Source data Start Marker

//! Equipment setup: one mount, one guider and one or more telescopes.
//!
//! A [`Setup`] owns every [`Controllable`] for the lifetime of a session and is the
//! only thing that disposes them. Disposal is best-effort: a failing device is
//! logged and collected, and the remaining devices are still torn down.

use crate::config::{SetupConfig, TelescopeConfig};
use crate::device::{Controllable, DeviceId, DriverRegistry};
use crate::drivers::{Camera, Contract, Cover, FilterWheel, Focuser, Guider, Mount, Switch};
use crate::error::{AppResult, ImagingError};

/// An optical train: camera plus its optional accessories.
pub struct Telescope {
    /// Unique name, also used as the output sub-folder
    pub name: String,
    /// Focal length in millimetres
    pub focal_length_mm: f64,
    /// Imaging camera
    pub camera: Controllable<dyn Camera>,
    /// Dust cover or flat panel
    pub cover: Option<Controllable<dyn Cover>>,
    /// Focuser
    pub focuser: Option<Controllable<dyn Focuser>>,
    /// Filter wheel
    pub filter_wheel: Option<Controllable<dyn FilterWheel>>,
    /// Power or dew-heater switch box
    pub switch: Option<Controllable<dyn Switch>>,
}

impl Telescope {
    /// A telescope with only a camera attached.
    pub fn new(
        name: impl Into<String>,
        focal_length_mm: f64,
        camera: Controllable<dyn Camera>,
    ) -> Self {
        Self {
            name: name.into(),
            focal_length_mm,
            camera,
            cover: None,
            focuser: None,
            filter_wheel: None,
            switch: None,
        }
    }

    /// Instantiate the configured devices through `registry`.
    pub fn from_config(config: &TelescopeConfig, registry: &DriverRegistry) -> AppResult<Self> {
        Ok(Self {
            name: config.name.clone(),
            focal_length_mm: config.focal_length_mm,
            camera: Controllable::new(config.camera.clone(), registry)?,
            cover: optional(config.cover.as_ref(), registry)?,
            focuser: optional(config.focuser.as_ref(), registry)?,
            filter_wheel: optional(config.filter_wheel.as_ref(), registry)?,
            switch: optional(config.switch.as_ref(), registry)?,
        })
    }

    /// Dispose camera, cover, focuser, filter wheel and switch in that order.
    ///
    /// Returns every failure; an empty vector means a clean teardown.
    pub async fn dispose(&mut self) -> Vec<ImagingError> {
        let mut errors = Vec::new();
        collect(&mut errors, self.camera.dispose().await);
        if let Some(cover) = self.cover.as_mut() {
            collect(&mut errors, cover.dispose().await);
        }
        if let Some(focuser) = self.focuser.as_mut() {
            collect(&mut errors, focuser.dispose().await);
        }
        if let Some(filter_wheel) = self.filter_wheel.as_mut() {
            collect(&mut errors, filter_wheel.dispose().await);
        }
        if let Some(switch) = self.switch.as_mut() {
            collect(&mut errors, switch.dispose().await);
        }
        for err in &errors {
            tracing::warn!(telescope = %self.name, error = %err, "Teardown failure");
        }
        errors
    }
}

fn optional<D: ?Sized + Contract>(
    device: Option<&DeviceId>,
    registry: &DriverRegistry,
) -> AppResult<Option<Controllable<D>>> {
    device
        .map(|device| Controllable::new(device.clone(), registry))
        .transpose()
}

fn collect(errors: &mut Vec<ImagingError>, result: AppResult<()>) {
    if let Err(err) = result {
        errors.push(err);
    }
}

/// Every device of a rig: one mount, one guider and at least one telescope.
pub struct Setup {
    mount: Controllable<dyn Mount>,
    guider: Controllable<dyn Guider>,
    telescopes: Vec<Telescope>,
}

impl Setup {
    /// Compose a setup. At least one telescope is required.
    pub fn new(
        mount: Controllable<dyn Mount>,
        guider: Controllable<dyn Guider>,
        telescopes: Vec<Telescope>,
    ) -> AppResult<Self> {
        if telescopes.is_empty() {
            return Err(ImagingError::InvalidSetup(
                "a setup needs at least one telescope".into(),
            ));
        }
        Ok(Self {
            mount,
            guider,
            telescopes,
        })
    }

    /// Instantiate every configured device, failing on the first driver that
    /// cannot be created.
    pub fn from_config(config: &SetupConfig, registry: &DriverRegistry) -> AppResult<Self> {
        let mount = Controllable::new(config.mount.clone(), registry)?;
        let guider = Controllable::new(config.guider.clone(), registry)?;
        let telescopes = config
            .telescopes
            .iter()
            .map(|telescope| Telescope::from_config(telescope, registry))
            .collect::<AppResult<Vec<_>>>()?;

        let setup = Self::new(mount, guider, telescopes)?;
        tracing::info!(
            mount = %setup.mount.device(),
            guider = %setup.guider.device(),
            telescopes = setup.telescopes.len(),
            "Setup assembled"
        );
        Ok(setup)
    }

    /// The mount
    pub fn mount(&self) -> &Controllable<dyn Mount> {
        &self.mount
    }

    /// Mutable access to the mount
    pub fn mount_mut(&mut self) -> &mut Controllable<dyn Mount> {
        &mut self.mount
    }

    /// The guider
    pub fn guider(&self) -> &Controllable<dyn Guider> {
        &self.guider
    }

    /// Mutable access to the guider
    pub fn guider_mut(&mut self) -> &mut Controllable<dyn Guider> {
        &mut self.guider
    }

    /// Telescopes on the mount, in configuration order
    pub fn telescopes(&self) -> &[Telescope] {
        &self.telescopes
    }

    /// Mutable access to the telescopes
    pub fn telescopes_mut(&mut self) -> &mut [Telescope] {
        &mut self.telescopes
    }

    /// Dispose every telescope, then the guider, then the mount.
    ///
    /// All devices are attempted; failures come back together as
    /// [`ImagingError::TeardownFailed`].
    pub async fn dispose(&mut self) -> AppResult<()> {
        let mut errors = Vec::new();
        for telescope in &mut self.telescopes {
            errors.extend(telescope.dispose().await);
        }
        if let Err(err) = self.guider.dispose().await {
            tracing::warn!(error = %err, "Guider teardown failure");
            errors.push(err);
        }
        if let Err(err) = self.mount.dispose().await {
            tracing::warn!(error = %err, "Mount teardown failure");
            errors.push(err);
        }

        if errors.is_empty() {
            tracing::info!("Setup disposed");
            Ok(())
        } else {
            Err(ImagingError::TeardownFailed(errors))
        }
    }
}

Source data End Marker

*Your goal*:
Give the number of lines in the records where the word "impl" shows up. Nothing else belongs in the reply.

*Written solution*:
3